## WHAT IS REQUIRED
Scan the records below and report how many lines include the string "category"; the number alone will do.

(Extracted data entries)
= = = = =

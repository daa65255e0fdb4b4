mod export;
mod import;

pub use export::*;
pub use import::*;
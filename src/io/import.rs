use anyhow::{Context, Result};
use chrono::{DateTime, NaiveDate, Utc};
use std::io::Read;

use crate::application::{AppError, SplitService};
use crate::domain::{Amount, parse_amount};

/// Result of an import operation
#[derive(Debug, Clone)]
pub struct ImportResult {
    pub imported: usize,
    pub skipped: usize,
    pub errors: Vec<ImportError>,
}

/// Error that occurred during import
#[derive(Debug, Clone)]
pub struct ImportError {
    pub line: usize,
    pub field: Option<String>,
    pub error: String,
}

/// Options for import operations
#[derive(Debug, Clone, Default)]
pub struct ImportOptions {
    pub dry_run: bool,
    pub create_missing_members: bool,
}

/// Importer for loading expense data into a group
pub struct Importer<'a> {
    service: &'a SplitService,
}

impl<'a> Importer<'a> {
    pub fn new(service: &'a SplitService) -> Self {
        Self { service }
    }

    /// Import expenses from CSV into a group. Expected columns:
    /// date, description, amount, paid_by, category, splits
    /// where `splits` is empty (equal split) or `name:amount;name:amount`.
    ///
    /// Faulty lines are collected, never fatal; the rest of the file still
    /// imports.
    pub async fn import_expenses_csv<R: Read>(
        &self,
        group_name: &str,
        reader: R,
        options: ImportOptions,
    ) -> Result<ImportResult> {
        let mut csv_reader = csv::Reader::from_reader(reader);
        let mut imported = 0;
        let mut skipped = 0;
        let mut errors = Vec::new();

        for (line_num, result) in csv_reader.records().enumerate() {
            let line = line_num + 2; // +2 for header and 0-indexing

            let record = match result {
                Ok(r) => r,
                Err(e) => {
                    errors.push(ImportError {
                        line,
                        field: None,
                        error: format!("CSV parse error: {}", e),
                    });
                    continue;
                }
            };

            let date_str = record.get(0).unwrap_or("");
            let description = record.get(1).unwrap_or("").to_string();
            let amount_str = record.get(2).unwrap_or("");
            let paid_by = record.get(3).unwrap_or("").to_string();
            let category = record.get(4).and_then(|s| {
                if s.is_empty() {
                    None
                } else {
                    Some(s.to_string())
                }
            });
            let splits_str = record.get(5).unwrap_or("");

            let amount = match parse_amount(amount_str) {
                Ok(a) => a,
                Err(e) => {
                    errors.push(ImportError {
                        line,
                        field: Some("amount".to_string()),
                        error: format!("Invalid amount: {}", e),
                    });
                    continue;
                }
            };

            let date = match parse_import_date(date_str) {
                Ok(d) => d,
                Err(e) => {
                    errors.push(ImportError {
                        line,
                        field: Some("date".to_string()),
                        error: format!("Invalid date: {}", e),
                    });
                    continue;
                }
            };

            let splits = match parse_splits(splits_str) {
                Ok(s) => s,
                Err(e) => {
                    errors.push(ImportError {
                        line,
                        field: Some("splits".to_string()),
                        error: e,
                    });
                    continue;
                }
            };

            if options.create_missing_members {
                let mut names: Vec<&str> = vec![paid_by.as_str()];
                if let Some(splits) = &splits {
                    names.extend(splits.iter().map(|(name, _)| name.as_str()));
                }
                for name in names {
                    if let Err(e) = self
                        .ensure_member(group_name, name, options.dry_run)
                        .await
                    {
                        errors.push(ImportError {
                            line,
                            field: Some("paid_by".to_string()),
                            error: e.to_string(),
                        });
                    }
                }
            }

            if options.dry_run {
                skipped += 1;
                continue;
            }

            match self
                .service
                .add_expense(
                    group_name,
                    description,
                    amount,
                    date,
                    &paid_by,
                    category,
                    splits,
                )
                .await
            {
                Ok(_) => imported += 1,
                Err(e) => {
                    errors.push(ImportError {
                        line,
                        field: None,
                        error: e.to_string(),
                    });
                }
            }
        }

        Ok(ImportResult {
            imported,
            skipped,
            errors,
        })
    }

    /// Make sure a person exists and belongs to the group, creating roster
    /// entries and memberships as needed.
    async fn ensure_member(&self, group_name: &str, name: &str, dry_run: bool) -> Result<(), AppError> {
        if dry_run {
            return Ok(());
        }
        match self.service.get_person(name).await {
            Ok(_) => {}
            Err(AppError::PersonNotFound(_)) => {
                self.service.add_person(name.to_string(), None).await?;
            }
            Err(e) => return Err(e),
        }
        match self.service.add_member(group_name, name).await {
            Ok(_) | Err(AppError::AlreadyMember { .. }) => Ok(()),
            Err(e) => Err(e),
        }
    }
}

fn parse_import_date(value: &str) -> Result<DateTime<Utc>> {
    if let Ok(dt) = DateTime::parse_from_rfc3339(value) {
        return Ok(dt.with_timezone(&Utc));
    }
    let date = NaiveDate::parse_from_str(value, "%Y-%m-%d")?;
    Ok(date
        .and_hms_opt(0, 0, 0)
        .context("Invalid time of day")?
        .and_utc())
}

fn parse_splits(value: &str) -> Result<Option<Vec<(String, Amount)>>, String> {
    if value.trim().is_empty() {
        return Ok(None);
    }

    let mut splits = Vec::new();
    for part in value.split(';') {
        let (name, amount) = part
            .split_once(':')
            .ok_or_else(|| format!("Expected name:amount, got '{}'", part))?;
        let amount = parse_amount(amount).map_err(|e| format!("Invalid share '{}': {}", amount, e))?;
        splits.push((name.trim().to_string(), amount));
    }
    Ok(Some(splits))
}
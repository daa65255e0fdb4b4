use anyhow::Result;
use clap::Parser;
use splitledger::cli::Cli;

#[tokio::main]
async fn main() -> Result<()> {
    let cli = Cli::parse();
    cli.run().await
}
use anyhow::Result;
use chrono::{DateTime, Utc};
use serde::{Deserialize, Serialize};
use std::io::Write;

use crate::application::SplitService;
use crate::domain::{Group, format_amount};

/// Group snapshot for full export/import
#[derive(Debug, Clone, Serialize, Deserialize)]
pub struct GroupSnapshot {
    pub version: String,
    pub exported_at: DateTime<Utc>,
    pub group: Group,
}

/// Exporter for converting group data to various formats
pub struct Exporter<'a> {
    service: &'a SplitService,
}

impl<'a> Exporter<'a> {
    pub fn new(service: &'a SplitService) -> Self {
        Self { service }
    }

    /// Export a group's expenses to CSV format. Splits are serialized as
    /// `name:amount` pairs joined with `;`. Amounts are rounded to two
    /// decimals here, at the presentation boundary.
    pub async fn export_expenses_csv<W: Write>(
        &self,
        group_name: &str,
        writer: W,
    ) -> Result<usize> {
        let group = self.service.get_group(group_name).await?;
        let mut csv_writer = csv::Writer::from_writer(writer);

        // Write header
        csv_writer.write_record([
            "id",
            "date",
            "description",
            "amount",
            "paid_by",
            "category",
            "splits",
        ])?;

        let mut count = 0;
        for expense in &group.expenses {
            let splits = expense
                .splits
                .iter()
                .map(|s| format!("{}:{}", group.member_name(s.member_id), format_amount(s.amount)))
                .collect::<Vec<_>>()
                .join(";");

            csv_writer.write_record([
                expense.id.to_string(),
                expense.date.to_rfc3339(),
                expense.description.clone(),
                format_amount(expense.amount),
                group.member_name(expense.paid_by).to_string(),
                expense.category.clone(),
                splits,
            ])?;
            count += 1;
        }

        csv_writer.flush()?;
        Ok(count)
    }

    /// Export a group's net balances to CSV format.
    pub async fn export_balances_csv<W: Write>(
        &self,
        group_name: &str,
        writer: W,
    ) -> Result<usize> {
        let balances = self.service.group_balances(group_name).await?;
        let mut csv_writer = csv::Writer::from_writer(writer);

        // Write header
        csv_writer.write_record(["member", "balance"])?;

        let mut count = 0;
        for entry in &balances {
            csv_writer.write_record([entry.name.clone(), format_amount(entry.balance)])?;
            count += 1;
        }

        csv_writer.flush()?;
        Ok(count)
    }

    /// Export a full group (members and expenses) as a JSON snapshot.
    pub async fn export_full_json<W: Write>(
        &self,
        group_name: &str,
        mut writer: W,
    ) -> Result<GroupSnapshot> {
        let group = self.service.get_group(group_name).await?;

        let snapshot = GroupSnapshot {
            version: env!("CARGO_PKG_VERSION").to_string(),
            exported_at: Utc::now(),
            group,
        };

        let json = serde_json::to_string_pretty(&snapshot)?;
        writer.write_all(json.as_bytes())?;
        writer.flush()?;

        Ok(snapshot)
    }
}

= = = = =

## EXERCISE OUTPUT
5